▶ _Exercise details_
Scan the records for the word "usize". Return each line where it is found.

*** Excerpted records Section Begins ***

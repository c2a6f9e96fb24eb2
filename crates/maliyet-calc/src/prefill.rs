//! 既有資料回填重建
//!
//! 從 child 身上已寫入的貨運欄位、原物料數量與成本指派，
//! 以多數決反推出一份繼承映射草稿。編輯既有 parent 時
//! 先回填再微調，不必從零重建整份映射。

use std::collections::{BTreeMap, HashMap};

use maliyet_core::{build_kaplama_group_key, detect_kaplama_tier, normalize_kargo_code};
use maliyet_core::{Child, CostCategory, InheritanceRequest, MaliyetError, Material, Result};
use maliyet_store::CostStore;
use rust_decimal::Decimal;

use crate::geometry;

/// 回填重建出的映射草稿
#[derive(Debug, Clone, Default)]
pub struct PrefillSuggestion {
    pub parent_name: String,
    pub cost_map: BTreeMap<String, String>,
    pub weight_map: BTreeMap<String, Decimal>,
    pub kaplama_name_map: BTreeMap<String, Vec<String>>,
    pub materials: BTreeMap<i64, Decimal>,
    pub sac_material_id: Option<i64>,
    pub mdf_material_id: Option<i64>,
}

impl PrefillSuggestion {
    /// 是否有任何可回填的內容
    pub fn has_prefill(&self) -> bool {
        !self.cost_map.is_empty()
            || !self.weight_map.is_empty()
            || !self.kaplama_name_map.is_empty()
            || !self.materials.is_empty()
            || self.sac_material_id.is_some()
            || self.mdf_material_id.is_some()
    }

    /// 轉為可直接送執行器的請求
    pub fn into_request(self) -> InheritanceRequest {
        InheritanceRequest {
            parent_name: self.parent_name,
            cost_map: self.cost_map,
            weight_map: self.weight_map,
            kaplama_name_map: self.kaplama_name_map,
            materials: self.materials,
            sac_material_id: self.sac_material_id,
            mdf_material_id: self.mdf_material_id,
            allow_missing_kaplama: false,
        }
    }
}

/// 票箱：值 → 票數
type Ballot<T> = BTreeMap<T, usize>;

/// 名稱票的勝者：票數最多，平手取小寫字典序最小
fn winning_name(ballot: &Ballot<String>) -> Option<String> {
    ballot
        .iter()
        .min_by_key(|(name, count)| (usize::MAX - **count, name.to_lowercase()))
        .map(|(name, _)| name.clone())
}

/// 數值票的勝者：票數最多，平手取最小值
fn winning_value(ballot: &Ballot<Decimal>) -> Option<Decimal> {
    ballot
        .iter()
        .min_by_key(|(value, count)| (usize::MAX - **count, **value))
        .map(|(value, _)| *value)
}

/// Child 的 name-group 鍵（與 `partition` 相同規則）
fn child_group_key(child: &Child) -> Option<String> {
    let name = {
        let trimmed = child.child_name.trim();
        if trimmed.is_empty() {
            child.child_sku.as_str()
        } else {
            trimmed
        }
    };
    let color = child.variation_color.as_deref().unwrap_or("");
    let tier = detect_kaplama_tier([name, color]);
    build_kaplama_group_key(name, tier)
}

/// 從存儲層重建 parent 的映射草稿
pub fn reconstruct_prefill<S: CostStore>(store: &S, parent_name: &str) -> Result<PrefillSuggestion> {
    let children = store.fetch_children(parent_name)?;
    if children.is_empty() {
        return Err(MaliyetError::ParentNotFound(parent_name.to_string()));
    }
    let materials = store.fetch_materials()?;
    let definitions = store.fetch_cost_definitions()?;
    let product_materials = store.fetch_product_materials(parent_name)?;
    let assigned_costs = store.fetch_assigned_costs(parent_name)?;

    tracing::debug!(
        "回填重建：parent={}，child {} 筆，指派 {} 筆",
        parent_name,
        children.len(),
        assigned_costs.len()
    );

    // 目錄上的 kargo 名稱（小寫），名稱不在目錄時再用代碼形狀判斷
    let kargo_catalog: HashMap<String, &str> = definitions
        .iter()
        .filter(|d| d.category == CostCategory::Kargo)
        .map(|d| (d.name.to_lowercase(), d.name.as_str()))
        .collect();
    let is_kargo_name =
        |name: &str| kargo_catalog.contains_key(&name.to_lowercase()) || normalize_kargo_code(name).is_some();

    let mut assigned_by_sku: HashMap<&str, Vec<&str>> = HashMap::new();
    for cost in &assigned_costs {
        if cost.assigned {
            assigned_by_sku
                .entry(cost.child_sku.as_str())
                .or_default()
                .push(cost.cost_name.as_str());
        }
    }

    let mut cost_votes: BTreeMap<String, Ballot<String>> = BTreeMap::new();
    let mut weight_votes: BTreeMap<String, Ballot<Decimal>> = BTreeMap::new();
    let mut kaplama_votes: BTreeMap<String, Ballot<String>> = BTreeMap::new();
    let mut code_by_size: BTreeMap<String, Vec<String>> = BTreeMap::new();

    for child in &children {
        let size = child.size_label().to_string();

        if let Some(names) = assigned_by_sku.get(child.child_sku.as_str()) {
            for name in names {
                if is_kargo_name(name) {
                    *cost_votes
                        .entry(size.clone())
                        .or_default()
                        .entry(name.to_string())
                        .or_insert(0) += 1;
                } else if let Some(key) = child_group_key(child) {
                    *kaplama_votes
                        .entry(key)
                        .or_default()
                        .entry(name.to_string())
                        .or_insert(0) += 1;
                }
            }
        }

        if let Some(weight) = child.kargo_agirlik {
            *weight_votes
                .entry(size.clone())
                .or_default()
                .entry(weight.round_dp(6))
                .or_insert(0) += 1;
        }

        if let Some(code) = &child.kargo_kodu {
            code_by_size.entry(size).or_default().push(code.clone());
        }
    }

    let mut suggestion = PrefillSuggestion {
        parent_name: parent_name.to_string(),
        ..Default::default()
    };

    for (size, ballot) in &cost_votes {
        if let Some(name) = winning_name(ballot) {
            suggestion.cost_map.insert(size.clone(), name);
        }
    }
    // 成本指派列缺失時，退回 child 身上的貨運代碼找成本定義
    for (size, codes) in &code_by_size {
        if suggestion.cost_map.contains_key(size) {
            continue;
        }
        let mut ballot: Ballot<String> = BTreeMap::new();
        for code in codes {
            *ballot.entry(code.clone()).or_insert(0) += 1;
        }
        if let Some(code) = winning_name(&ballot) {
            let name = definitions
                .iter()
                .filter(|d| {
                    d.category == CostCategory::Kargo
                        && d.kargo_code.as_deref() == Some(code.as_str())
                })
                .map(|d| d.name.clone())
                .min_by_key(|name| name.to_lowercase());
            if let Some(name) = name {
                suggestion.cost_map.insert(size.clone(), name);
            }
        }
    }

    for (size, ballot) in &weight_votes {
        if let Some(weight) = winning_value(ballot) {
            suggestion.weight_map.insert(size.clone(), weight);
        }
    }

    for (key, ballot) in &kaplama_votes {
        let mut names: Vec<String> = ballot.keys().cloned().collect();
        names.sort_by_key(|n| n.to_lowercase());
        if !names.is_empty() {
            suggestion.kaplama_name_map.insert(key.clone(), names);
        }
    }

    reconstruct_materials(&mut suggestion, &children, &materials, &product_materials);

    Ok(suggestion)
}

/// 重建原物料數量與 sac / mdf 選取
fn reconstruct_materials(
    suggestion: &mut PrefillSuggestion,
    children: &[Child],
    materials: &[Material],
    product_materials: &[maliyet_store::ProductMaterial],
) {
    use maliyet_core::MaterialRole;

    let by_id: HashMap<i64, &Material> = materials.iter().map(|m| (m.id, m)).collect();
    let area_by_sku: HashMap<&str, Option<Decimal>> = children
        .iter()
        .map(|c| (c.child_sku.as_str(), geometry::area(c.en, c.boy)))
        .collect();

    // (material_id, sku) → 數量
    let mut quantity_rows: HashMap<i64, Vec<(&str, Decimal)>> = HashMap::new();
    for row in product_materials {
        quantity_rows
            .entry(row.material_id)
            .or_default()
            .push((row.child_sku.as_str(), row.quantity.round_dp(6)));
    }

    // 角色可選原物料：有幾個 child 的數量恰等於自身面積
    let pick_for_role = |role: MaterialRole| -> Option<i64> {
        let mut candidates: Vec<(i64, usize, usize)> = materials
            .iter()
            .filter(|m| m.role == role)
            .filter_map(|m| {
                let rows = quantity_rows.get(&m.id)?;
                let matches = rows
                    .iter()
                    .filter(|(sku, qty)| area_by_sku.get(sku).copied().flatten() == Some(*qty))
                    .count();
                Some((m.id, matches, rows.len()))
            })
            .collect();
        candidates.sort_by_key(|&(id, matches, presence)| {
            (usize::MAX - matches, usize::MAX - presence, id)
        });
        candidates.first().map(|&(id, _, _)| id)
    };
    suggestion.sac_material_id = pick_for_role(MaterialRole::SheetSelectable);
    suggestion.mdf_material_id = pick_for_role(MaterialRole::MdfSelectable);

    for (&material_id, rows) in &quantity_rows {
        let material = match by_id.get(&material_id) {
            Some(m) => m,
            None => continue,
        };
        // 自動推導角色與 sac/mdf 選取不進手動數量
        if material.role.is_auto_derived() {
            continue;
        }
        if Some(material_id) == suggestion.sac_material_id
            || Some(material_id) == suggestion.mdf_material_id
        {
            continue;
        }
        let mut ballot: Ballot<Decimal> = BTreeMap::new();
        for (_, qty) in rows {
            *ballot.entry(*qty).or_insert(0) += 1;
        }
        if let Some(quantity) = winning_value(&ballot) {
            suggestion.materials.insert(material_id, quantity);
        }
    }
}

*** Excerpted records Section Ends ***

▶ _Reply_
type Ballot<T> = BTreeMap<T, usize>;
        .min_by_key(|(name, count)| (usize::MAX - **count, name.to_lowercase()))
        .min_by_key(|(value, count)| (usize::MAX - **count, **value))
        let mut candidates: Vec<(i64, usize, usize)> = materials
            (usize::MAX - matches, usize::MAX - presence, id)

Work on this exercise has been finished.